> Problem to work on
Each line of the listing that contains "serde" should be found and copied.

-------------------------

//! User-facing command errors
//!
//! Internal errors carry provider bodies, URLs and parser details. None of
//! that leaves the process: each `AppError` is logged here and replaced by a
//! short message the web application can show to a student.

use crate::domain::schema::{FieldViolation, ValidationError};
use crate::error::AppError;
use serde::{Deserialize, Serialize};
use std::fmt;

pub const SERVICE_UNAVAILABLE_MESSAGE: &str =
    "The AI service is temporarily unavailable. Please try again in a moment.";
pub const MEDIA_UNPROCESSABLE_MESSAGE: &str =
    "The audio could not be processed. Please check the recording and try again.";
pub const TRANSCRIPT_UNAVAILABLE_MESSAGE: &str =
    "A transcript could not be retrieved for this video. It may not have captions.";
pub const PAYLOAD_TOO_LARGE_MESSAGE: &str =
    "The request is too large. Please upload a shorter recording or document.";
pub const INTERNAL_MESSAGE: &str = "Something went wrong on our side. Please try again later.";

#[derive(Debug, Clone, Copy, PartialEq, Eq, Serialize, Deserialize)]
#[serde(rename_all = "snake_case")]
pub enum CommandErrorKind {
    InvalidInput,
    ServiceUnavailable,
    MediaUnprocessable,
    TranscriptUnavailable,
    UnknownFlow,
    PayloadTooLarge,
    Internal,
}

/// Error returned across the boundary
#[derive(Debug, Clone, PartialEq, Eq, Serialize, Deserialize)]
pub struct CommandError {
    pub kind: CommandErrorKind,
    pub message: String,
    /// Per-field messages, only for invalid input
    #[serde(default, skip_serializing_if = "Vec::is_empty")]
    pub fields: Vec<FieldViolation>,
}

impl CommandError {
    fn new(kind: CommandErrorKind, message: impl Into<String>) -> Self {
        Self {
            kind,
            message: message.into(),
            fields: Vec::new(),
        }
    }

    /// Request body exceeded the transport's size limit
    pub fn payload_too_large() -> Self {
        Self::new(CommandErrorKind::PayloadTooLarge, PAYLOAD_TOO_LARGE_MESSAGE)
    }
}

impl fmt::Display for CommandError {
    fn fmt(&self, f: &mut fmt::Formatter<'_>) -> fmt::Result {
        write!(f, "{}", self.message)
    }
}

impl std::error::Error for CommandError {}

impl From<ValidationError> for CommandError {
    fn from(error: ValidationError) -> Self {
        log::info!("Rejected invalid input: {}", error);
        Self {
            kind: CommandErrorKind::InvalidInput,
            message: "Please correct the highlighted fields and try again.".to_string(),
            fields: error.violations,
        }
    }
}

impl From<AppError> for CommandError {
    fn from(error: AppError) -> Self {
        match error {
            AppError::Validation(e) => e.into(),
            AppError::GatewayUnavailable(_) | AppError::InvalidOutput(_) => {
                log::warn!("Model service failure: {}", error);
                Self::new(
                    CommandErrorKind::ServiceUnavailable,
                    SERVICE_UNAVAILABLE_MESSAGE,
                )
            }
            AppError::TranscriptionFailed(_) => {
                log::warn!("{}", error);
                Self::new(
                    CommandErrorKind::MediaUnprocessable,
                    MEDIA_UNPROCESSABLE_MESSAGE,
                )
            }
            AppError::TranscriptUnavailable(_) => {
                log::warn!("{}", error);
                Self::new(
                    CommandErrorKind::TranscriptUnavailable,
                    TRANSCRIPT_UNAVAILABLE_MESSAGE,
                )
            }
            AppError::UnknownFlow(name) => {
                log::info!("Request for unknown flow '{}'", name);
                Self::new(
                    CommandErrorKind::UnknownFlow,
                    format!("Unknown AI feature: {}", name),
                )
            }
            other => {
                log::error!("Internal error while running a flow: {}", other);
                Self::new(CommandErrorKind::Internal, INTERNAL_MESSAGE)
            }
        }
    }
}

-------------------------

> Answer box
use serde::{Deserialize, Serialize};
#[serde(rename_all = "snake_case")]
    #[serde(default, skip_serializing_if = "Vec::is_empty")]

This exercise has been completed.